La célébration du centenaire de la ville de Niamey est un évènement exceptionnel. Elle nous invite non seulement à regarder le chemin parcouru depuis l’émergence de la capitale, mais également à réfléchir à son avenir. Un centenaire n’est pas seulement un moment de mémoire. C’est aussi un rendez-vous avec le futur.
Parmi les nombreuses activités inscrites au programme de cette commémoration, le Mois Vert apparaît comme l’une des initiatives les plus porteuses d’espoir. À travers cette campagne de plantation d’arbres, les autorités de la ville rappellent que l’environnement n’est pas une préoccupation secondaire, mais une composante essentielle du développement urbain. Après plus de trente années consacrées à la planification, à l’aménagement et au développement de Niamey, je voudrais apporter ma modeste contribution à cette réflexion.

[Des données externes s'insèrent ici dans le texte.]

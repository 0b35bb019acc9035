pub mod db;
pub mod errors;
pub mod user;
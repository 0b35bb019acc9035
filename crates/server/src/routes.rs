use axum::{
    routing::{get, post},
    Json, Router,
};
use sea_orm::DatabaseConnection;
use tower_http::{
    cors::CorsLayer,
    trace::{DefaultMakeSpan, DefaultOnFailure, DefaultOnRequest, DefaultOnResponse, TraceLayer},
};
use tracing::Level;

use common::types::Health;

use crate::users;

/// Shared request state: the database pool handle, passed explicitly to
/// every handler through axum's extractor.
#[derive(Clone)]
pub struct ServerState {
    pub db: DatabaseConnection,
}

pub async fn health() -> Json<Health> {
    Json(Health { status: "ok" })
}

/// Build the full application router: health plus the users collection.
pub fn build_router(state: ServerState, cors: CorsLayer) -> Router {
    let api = Router::new()
        .route("/users", post(users::create).get(users::list))
        .route(
            "/users/:id",
            get(users::get).put(users::update).delete(users::delete),
        );

    Router::new()
        .route("/health", get(health))
        .merge(api)
        .with_state(state)
        .layer(cors)
        .layer(
            TraceLayer::new_for_http()
                .make_span_with(
                    DefaultMakeSpan::new()
                        .level(Level::INFO)
                        .include_headers(false),
                )
                .on_request(DefaultOnRequest::new().level(Level::INFO))
                .on_response(
                    DefaultOnResponse::new()
                        .level(Level::INFO)
                        .include_headers(false),
                )
                .on_failure(DefaultOnFailure::new().level(Level::ERROR)),
        )
}
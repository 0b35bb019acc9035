#![cfg(test)]
use migration::MigratorTrait;
use sea_orm::DatabaseConnection;
use tokio::sync::OnceCell;

// Ensure migrations run only once across the entire test process
static MIGRATED: OnceCell<()> = OnceCell::const_new();

pub async fn get_db() -> Result<DatabaseConnection, anyhow::Error> {
    // Run migrations exactly once, with a throwaway connection
    MIGRATED
        .get_or_init(|| async {
            let db = models::db::connect().await.expect("connect db for migration");
            migration::Migrator::up(&db, None).await.expect("migrate up");
            drop(db);
        })
        .await;

    // Return a fresh connection for the current test's runtime
    let db = models::db::connect().await?;
    Ok(db)
}
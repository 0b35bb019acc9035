use sea_orm::{DbErr, SqlErr};
use thiserror::Error;

#[derive(Debug, Error)]
pub enum ModelError {
    #[error("validation error: {0}")]
    Validation(String),
    #[error("conflict: {0}")]
    Conflict(String),
    #[error("store unavailable: {0}")]
    Unavailable(String),
    #[error("database error: {0}")]
    Db(String),
}

impl ModelError {
    /// Single classification point for sea-orm failures. Unique-key
    /// violations become `Conflict`; connection-level failures become
    /// `Unavailable`; everything else stays a generic `Db` error.
    pub fn from_db_err(e: DbErr) -> Self {
        if let Some(SqlErr::UniqueConstraintViolation(msg)) = e.sql_err() {
            return ModelError::Conflict(msg);
        }
        match e {
            DbErr::Conn(err) => ModelError::Unavailable(err.to_string()),
            DbErr::ConnectionAcquire(err) => ModelError::Unavailable(err.to_string()),
            other => ModelError::Db(other.to_string()),
        }
    }
}

impl From<DbErr> for ModelError {
    fn from(e: DbErr) -> Self {
        ModelError::from_db_err(e)
    }
}
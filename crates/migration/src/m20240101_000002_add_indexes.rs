use sea_orm_migration::prelude::*;

#[derive(DeriveMigrationName)]
pub struct Migration;

#[async_trait::async_trait]
impl MigrationTrait for Migration {
    async fn up(&self, manager: &SchemaManager) -> Result<(), DbErr> {
        // Users: index on created_at for listing order
        manager
            .create_index(
                Index::create()
                    .name("idx_users_created_at")
                    .table(Users::Table)
                    .col(Users::CreatedAt)
                    .to_owned(),
            )
            .await
    }

    async fn down(&self, manager: &SchemaManager) -> Result<(), DbErr> {
        manager
            .drop_index(Index::drop().name("idx_users_created_at").table(Users::Table).to_owned())
            .await
    }
}

#[derive(DeriveIden)]
enum Users { Table, CreatedAt }
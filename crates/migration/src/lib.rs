//! Migrator registering schema migrations in dependency order.
//! Indexes are applied last.
pub use sea_orm_migration::prelude::*;

mod m20240101_000001_create_users;
mod m20240101_000002_add_indexes;

pub struct Migrator;

#[async_trait::async_trait]
impl MigratorTrait for Migrator {
    fn migrations() -> Vec<Box<dyn MigrationTrait>> {
        vec![
            Box::new(m20240101_000001_create_users::Migration),
            // Indexes should always be applied last
            Box::new(m20240101_000002_add_indexes::Migration),
        ]
    }
}
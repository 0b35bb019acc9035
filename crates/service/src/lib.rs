//! Service layer providing business-oriented CRUD operations on top of models.
//! - Separates business logic from data access.
//! - Reuses validation and entity definitions in `models` crate.
//! - Provides clear error types and documented interfaces.

pub mod errors;
pub mod pagination;
#[cfg(test)]
pub mod test_support;
pub mod user_service;
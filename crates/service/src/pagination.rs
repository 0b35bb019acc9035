//! Page windows for list queries.

pub const DEFAULT_PER_PAGE: u32 = 20;
pub const MAX_PER_PAGE: u32 = 100;

/// Client-requested page window. Pages are numbered from 1; sizes are
/// clamped to 1..=100 rather than rejected.
#[derive(Clone, Copy, Debug)]
pub struct Pagination {
    pub page: u32,
    pub per_page: u32,
}

impl Pagination {
    /// Zero-based page index plus effective page size, ready for the
    /// paginator.
    pub fn clamp(self) -> (u64, u64) {
        let page = self.page.max(1);
        let per_page = self.per_page.clamp(1, MAX_PER_PAGE);
        (u64::from(page - 1), u64::from(per_page))
    }
}

impl Default for Pagination {
    fn default() -> Self {
        Self { page: 1, per_page: DEFAULT_PER_PAGE }
    }
}
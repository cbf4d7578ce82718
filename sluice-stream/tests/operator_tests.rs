// Copyright 2025 Umberto Gotti <umberto.gotti@umbertogotti.dev>
// Licensed under the Apache License, Version 2.0
// http://www.apache.org/licenses/LICENSE-2.0

use sluice_core::StreamError;
use sluice_stream::prelude::*;
use sluice_test_utils::{await_within, test_error};
use std::time::Duration;

async fn collect<T>(source: Source<T>) -> anyhow::Result<Vec<T>>
where
    T: Send + Sync + 'static,
{
    let materializer = Materializer::new()?;
    let completion = source.run_with(Sink::seq(), &materializer)?;
    Ok(await_within(2_000, completion).await?)
}

#[tokio::test]
async fn test_element_wise_operators() -> anyhow::Result<()> {
    // Arrange
    let source = Source::from_iter(1..=6)
        .map(|x| x * 10)
        .filter(|x| x % 20 == 0)
        .filter_map(|x| (x != 40).then_some(x + 1))
        .map_concat(|x| vec![x, x]);

    // Act
    let result = collect(source).await?;

    // Assert
    assert_eq!(result, vec![21, 21, 61, 61]);
    Ok(())
}

#[tokio::test]
async fn test_take_and_skip_family() -> anyhow::Result<()> {
    // Arrange
    let numbers = Source::from_iter(1..=10);

    // Act
    let taken = collect(numbers.clone().take(3)).await?;
    let skipped = collect(numbers.clone().skip(8)).await?;
    let while_small = collect(numbers.clone().take_while(|x| *x < 4)).await?;
    let inclusive = collect(numbers.clone().take_while_inclusive(|x| *x < 4)).await?;
    let after_small = collect(numbers.skip_while(|x| *x < 9)).await?;

    // Assert
    assert_eq!(taken, vec![1, 2, 3]);
    assert_eq!(skipped, vec![9, 10]);
    assert_eq!(while_small, vec![1, 2, 3]);
    assert_eq!(inclusive, vec![1, 2, 3, 4]);
    assert_eq!(after_small, vec![9, 10]);
    Ok(())
}

#[tokio::test]
async fn test_take_zero_completes_without_pulling() -> anyhow::Result<()> {
    // Arrange
    let source = Source::repeat(1).take(0);

    // Act
    let result = collect(source).await?;

    // Assert
    assert!(result.is_empty());
    Ok(())
}

#[tokio::test]
async fn test_scan_emits_seed_then_running_state() -> anyhow::Result<()> {
    // Arrange
    let source = Source::from_iter(vec![1, 2, 3]).scan(0, |acc, x| acc + x);

    // Act
    let result = collect(source).await?;

    // Assert
    assert_eq!(result, vec![0, 1, 3, 6]);
    Ok(())
}

#[tokio::test]
async fn test_fold_of_empty_stream_emits_seed() -> anyhow::Result<()> {
    // Arrange
    let source = Source::<i32>::empty().fold(100, |acc, x| acc + x);

    // Act
    let result = collect(source).await?;

    // Assert
    assert_eq!(result, vec![100]);
    Ok(())
}

#[tokio::test]
async fn test_reduce_fails_on_empty_stream() -> anyhow::Result<()> {
    // Arrange
    let materializer = Materializer::new()?;

    // Act
    let reduced = collect(Source::from_iter(1..=4).reduce(|a, b| a * b)).await?;
    let empty = Source::<i32>::empty()
        .reduce(|a, b| a + b)
        .run_with(Sink::seq(), &materializer)?
        .await;

    // Assert
    assert_eq!(reduced, vec![24]);
    assert!(matches!(empty, Err(StreamError::EmptyStream { .. })));
    Ok(())
}

#[tokio::test]
async fn test_grouped_and_sliding() -> anyhow::Result<()> {
    // Arrange
    let numbers = Source::from_iter(1..=5);

    // Act
    let grouped = collect(numbers.clone().grouped(2)).await?;
    let sliding = collect(numbers.sliding(3, 1)).await?;

    // Assert
    assert_eq!(grouped, vec![vec![1, 2], vec![3, 4], vec![5]]);
    assert_eq!(sliding, vec![vec![1, 2, 3], vec![2, 3, 4], vec![3, 4, 5]]);
    Ok(())
}

#[tokio::test]
async fn test_intersperse_with_start_and_end() -> anyhow::Result<()> {
    // Arrange
    let source = Source::from_iter(vec!["a", "b", "c"]).intersperse_with("[", ",", "]");
    let empty = Source::<&str>::empty().intersperse_with("[", ",", "]");

    // Act
    let result = collect(source).await?.concat();
    let empty = collect(empty).await?.concat();

    // Assert
    assert_eq!(result, "[a,b,c]");
    assert_eq!(empty, "[]");
    Ok(())
}

#[tokio::test]
async fn test_buffer_drop_head_keeps_the_newest_elements() -> anyhow::Result<()> {
    // Arrange
    let materializer = Materializer::new()?;
    let queue = Source::from_iter(1..=10)
        .buffer(3, OverflowStrategy::DropHead)
        .run_with(Sink::queue(), &materializer)?;

    // Act
    tokio::time::sleep(Duration::from_millis(50)).await;
    let mut result = Vec::new();
    while let Some(x) = await_within(1_000, queue.pull()).await? {
        result.push(x);
    }

    // Assert
    assert_eq!(result, vec![8, 9, 10]);
    Ok(())
}

#[tokio::test]
async fn test_buffer_fail_strategy_reports_overflow() -> anyhow::Result<()> {
    // Arrange
    let materializer = Materializer::new()?;
    let queue = Source::from_iter(1..=10)
        .buffer(2, OverflowStrategy::Fail)
        .run_with(Sink::queue(), &materializer)?;

    // Act
    tokio::time::sleep(Duration::from_millis(50)).await;
    let result = await_within(1_000, queue.pull()).await;

    // Assert
    assert!(matches!(
        result,
        Err(StreamError::BufferOverflow { capacity: 2 })
    ));
    Ok(())
}

#[tokio::test]
async fn test_recover_replaces_failure_with_last_element() -> anyhow::Result<()> {
    // Arrange
    let source = Source::from_iter(vec![1, 2])
        .concat(Source::failed(test_error("broken")))
        .recover(|_| Some(-1));

    // Act
    let result = collect(source).await?;

    // Assert
    assert_eq!(result, vec![1, 2, -1]);
    Ok(())
}

#[tokio::test]
async fn test_map_error_rewrites_the_failure() -> anyhow::Result<()> {
    // Arrange
    let materializer = Materializer::new()?;

    // Act
    let result = Source::<i32>::failed(test_error("raw"))
        .map_error(|error| StreamError::stream_error(format!("wrapped: {error}")))
        .run_with(Sink::seq(), &materializer)?
        .await;

    // Assert
    match result {
        Err(StreamError::StreamProcessingError { context }) => {
            assert!(context.starts_with("wrapped:"));
        }
        other => panic!("expected a stream processing error, got {other:?}"),
    }
    Ok(())
}

#[tokio::test]
async fn test_concat_and_prepend_order_sources() -> anyhow::Result<()> {
    // Arrange
    let middle = Source::from_iter(vec![2, 3]);

    // Act
    let result = collect(
        middle
            .concat(Source::single(4))
            .prepend(Source::single(1)),
    )
    .await?;

    // Assert
    assert_eq!(result, vec![1, 2, 3, 4]);
    Ok(())
}

#[tokio::test]
async fn test_merge_delivers_every_element_once() -> anyhow::Result<()> {
    // Arrange
    let source = Source::from_iter(1..=50).merge(Source::from_iter(51..=100));

    // Act
    let mut result = collect(source).await?;
    result.sort_unstable();

    // Assert
    assert_eq!(result, (1..=100).collect::<Vec<_>>());
    Ok(())
}

#[tokio::test]
async fn test_zip_pairs_until_shorter_side_completes() -> anyhow::Result<()> {
    // Arrange
    let source = Source::from_iter(vec!['a', 'b', 'c']).zip(Source::from_iter(1..=2));

    // Act
    let result = collect(source).await?;

    // Assert
    assert_eq!(result, vec![('a', 1), ('b', 2)]);
    Ok(())
}

#[tokio::test]
async fn test_zip_with_infinite_side() -> anyhow::Result<()> {
    // Arrange
    let source = Source::from_iter(1..=3).zip_with(Source::repeat(10), |a, b| a * b);

    // Act
    let result = collect(source).await?;

    // Assert
    assert_eq!(result, vec![10, 20, 30]);
    Ok(())
}

#[tokio::test]
async fn test_also_to_feeds_a_side_sink() -> anyhow::Result<()> {
    // Arrange
    let materializer = Materializer::new()?;
    let (tx, mut rx) = tokio::sync::mpsc::unbounded_channel();
    let source = Source::from_iter(1..=3).also_to(Sink::for_each(move |x| {
        let _ = tx.send(x);
    }));

    // Act
    let main = source.run_with(Sink::seq(), &materializer)?.await?;
    let mut side = Vec::new();
    while side.len() < 3 {
        match await_within(1_000, rx.recv()).await {
            Some(x) => side.push(x),
            None => break,
        }
    }

    // Assert
    assert_eq!(main, vec![1, 2, 3]);
    assert_eq!(side, vec![1, 2, 3]);
    Ok(())
}

#[tokio::test]
async fn test_flow_composition_is_reusable() -> anyhow::Result<()> {
    // Arrange
    let double_then_inc = Flow::<i32>::new().map(|x| x * 2).via(Flow::new().map(|x| x + 1));

    // Act
    let first = collect(Source::from_iter(1..=3).via(double_then_inc.clone())).await?;
    let second = collect(Source::single(10).via(double_then_inc)).await?;

    // Assert
    assert_eq!(first, vec![3, 5, 7]);
    assert_eq!(second, vec![21]);
    Ok(())
}

#[tokio::test]
async fn test_log_passes_elements_through() -> anyhow::Result<()> {
    // Arrange
    sluice_test_utils::init_tracing();
    let source = Source::from_iter(1..=3).log("numbers");

    // Act
    let result = collect(source).await?;

    // Assert
    assert_eq!(result, vec![1, 2, 3]);
    Ok(())
}
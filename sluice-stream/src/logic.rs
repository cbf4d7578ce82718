// Copyright 2025 Umberto Gotti <umberto.gotti@umbertogotti.dev>
// Licensed under the Apache License, Version 2.0
// http://www.apache.org/licenses/LICENSE-2.0

//! Running stage logic.
//!
//! Callbacks are invoked by the island's interpreter, one at a time, and receive a
//! [`StageContext`] through which the stage pulls, grabs, pushes and completes its
//! ports. Returning `Err` hands the error to the stage's supervision decider; see
//! [`sluice_core::supervision`].

use crate::context::StageContext;
use sluice_core::{Result, StreamError};
use std::any::{type_name, Any};

/// Key identifying one of a stage's timers.
pub type TimerKey = u64;

/// Mutable, single-threaded logic of one materialized stage.
pub trait StageLogic: Send + 'static {
    /// Runs once before any other callback.
    fn pre_start(&mut self, _ctx: &mut StageContext<'_>) -> Result<()> {
        Ok(())
    }

    /// An element is available on inlet `inlet`.
    fn on_push(&mut self, _ctx: &mut StageContext<'_>, inlet: usize) -> Result<()> {
        Err(StreamError::protocol_violation(format!(
            "stage received a push on inlet {inlet} but handles none"
        )))
    }

    /// Upstream of `inlet` completed. Defaults to completing the stage.
    fn on_upstream_finish(&mut self, ctx: &mut StageContext<'_>, _inlet: usize) -> Result<()> {
        ctx.complete_stage()
    }

    /// Upstream of `inlet` failed. Defaults to failing the stage with the same
    /// error.
    fn on_upstream_failure(
        &mut self,
        ctx: &mut StageContext<'_>,
        _inlet: usize,
        error: StreamError,
    ) -> Result<()> {
        ctx.fail_stage(error)
    }

    /// Downstream of `outlet` asked for one element.
    fn on_pull(&mut self, _ctx: &mut StageContext<'_>, outlet: usize) -> Result<()> {
        Err(StreamError::protocol_violation(format!(
            "stage received a pull on outlet {outlet} but handles none"
        )))
    }

    /// Downstream of `outlet` cancelled. Defaults to completing the stage.
    fn on_downstream_finish(&mut self, ctx: &mut StageContext<'_>, _outlet: usize) -> Result<()> {
        ctx.complete_stage()
    }

    /// Timer `key` fired.
    fn on_timer(&mut self, _ctx: &mut StageContext<'_>, _key: TimerKey) -> Result<()> {
        Ok(())
    }

    /// An async callback was invoked or a future started with
    /// [`StageContext::run_future`] finished.
    fn on_async(&mut self, _ctx: &mut StageContext<'_>, _event: Box<dyn Any + Send>) -> Result<()> {
        Ok(())
    }

    /// Reset internal state after a `Restart` supervision directive.
    fn restart(&mut self) {}

    /// Runs exactly once when the stage stops.
    ///
    /// `abort_cause` is set when the stage did not stop on its own: the region was
    /// aborted, its materializer shut down or its island was dropped. Stages owning
    /// external resources or completions release them here.
    fn post_stop(&mut self, _abort_cause: Option<&StreamError>) {}
}

/// Recover the concrete type of an async event.
///
/// # Errors
/// Returns [`StreamError::ProtocolViolation`] when the event is of another type.
pub fn downcast_event<E: Any>(event: Box<dyn Any + Send>) -> Result<E> {
    event.downcast::<E>().map(|event| *event).map_err(|_| {
        StreamError::protocol_violation(format!(
            "async event is not a {}",
            type_name::<E>()
        ))
    })
}
// Copyright 2025 Umberto Gotti <umberto.gotti@umbertogotti.dev>
// Licensed under the Apache License, Version 2.0
// http://www.apache.org/licenses/LICENSE-2.0

use sluice_runtime::runtime::Runtime;
use sluice_runtime::timer::Timer;
use sluice_runtime::{DefaultRuntime, TokioTimer};
use std::time::Duration;

#[tokio::test(start_paused = true)]
async fn test_sleep_future_advances_clock() {
    // Arrange
    let timer = TokioTimer;
    let start = timer.now();

    // Act
    timer.sleep_future(Duration::from_millis(250)).await;

    // Assert
    assert!(timer.elapsed_since(start) >= Duration::from_millis(250));
}

#[tokio::test(start_paused = true)]
async fn test_elapsed_since_future_instant_is_zero() {
    let timer = DefaultRuntime::timer();
    let later = timer.now() + Duration::from_secs(5);

    assert_eq!(timer.elapsed_since(later), Duration::ZERO);
}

Niamey doit retrouver sa vocation de «Sahélienne verte»
Pendant longtemps, Niamey a été connue et admirée comme la « Sahélienne verte ». Cette appellation résultait d’une politique volontariste de plantation d’arbres et de la présence de vastes alignements végétaux le long des avenues.
Malheureusement, l’abandon de nombreux programmes de plantation d’alignement, la pression foncière, l’étalement urbain mal maîtrisé, l’occupation anarchique du domaine public et la réduction progressive des espaces réservés à la végétation ont contribué à la dégradation du patrimoine végétal de la ville.
Retrouver le statut de « Sahélienne verte » doit devenir un objectif stratégique pour le deuxième siècle de la capitale.
Mon expérience à guesse
Dans mon village natal de Guesse, commune rurale de Simiri, département de Ouallam, j’ai créé un arboretum afin de préserver et valoriser les espèces végétales locales. J’y ai vu croître avec succès le Kigelia africana, le néré, le prunier du Sahel, le tamarinier, le baobab, le Djédjé, le jujubier africain, le Vitex doniana et bien d’autres espèces encore. Cette expérience démontre que la disparition de certaines espèces n’est pas une fatalité et qu’une politique volontariste de conservation peut produire des résultats remarquables.
Le mois vert : une école de la souveraineté nationale
Le Mois Vert ne doit pas être réduit à une simple opération de plantation. Il doit devenir une grande campagne de sensibilisation et de réappropriation de notre patrimoine végétal. Chaque arbre planté devrait être identifié par son nom local, son nom scientifique et ses usages. Les écoles, les universités, les médias et les collectivités devraient être associés à cet effort. Une nation souveraine est une nation qui connaît ses ressources, qui les protège et qui les valorise. Nos arbres font partie intégrante de cette richesse.
Faire de Niamey la capitale des espèces d’arbres du Niger
Je souhaite que Niamey devienne non seulement la capitale politique et administrative du Niger, mais également la capitale des espèces d’arbres du Niger. Que ses avenues accueillent les espèces emblématiques de toutes les régions du pays. Que ses espaces verts deviennent des conservatoires vivants de la biodiversité nationale
Leçons du fleuve, leçons des arbres
Comme Niamey a progressivement tourné le dos à son fleuve avant de prendre conscience de son importance stratégique, elle ne doit pas aujourd’hui tourner le dos à son patrimoine végétal. Le centenaire nous offre une occasion historique de corriger cette trajectoire et de renouer avec l’ambition qui avait fait de Niamey une référence environnementale dans l’espace sahélien. Si nous réussissons ce pari, nous n’aurons pas seulement planté des arbres. Nous aurons restauré une identité, transmis un héritage et renforcé notre souveraineté environnementale.
L’arbre que nous plantons aujourd’hui est un héritage que nous léguons au Niger de demain.
Par Adam Abdou
Urbaniste, ancien haut cadre de la Ville de Niamey, ancien Coordonnateur de la Cellule Urbanisme, ancien Directeur Général des Services Techniques Municipaux, ancien Directeur Général du Développement et de la Prospective et ancien Directeur de la Gestion Foncière et de l’Aménagement Urbain.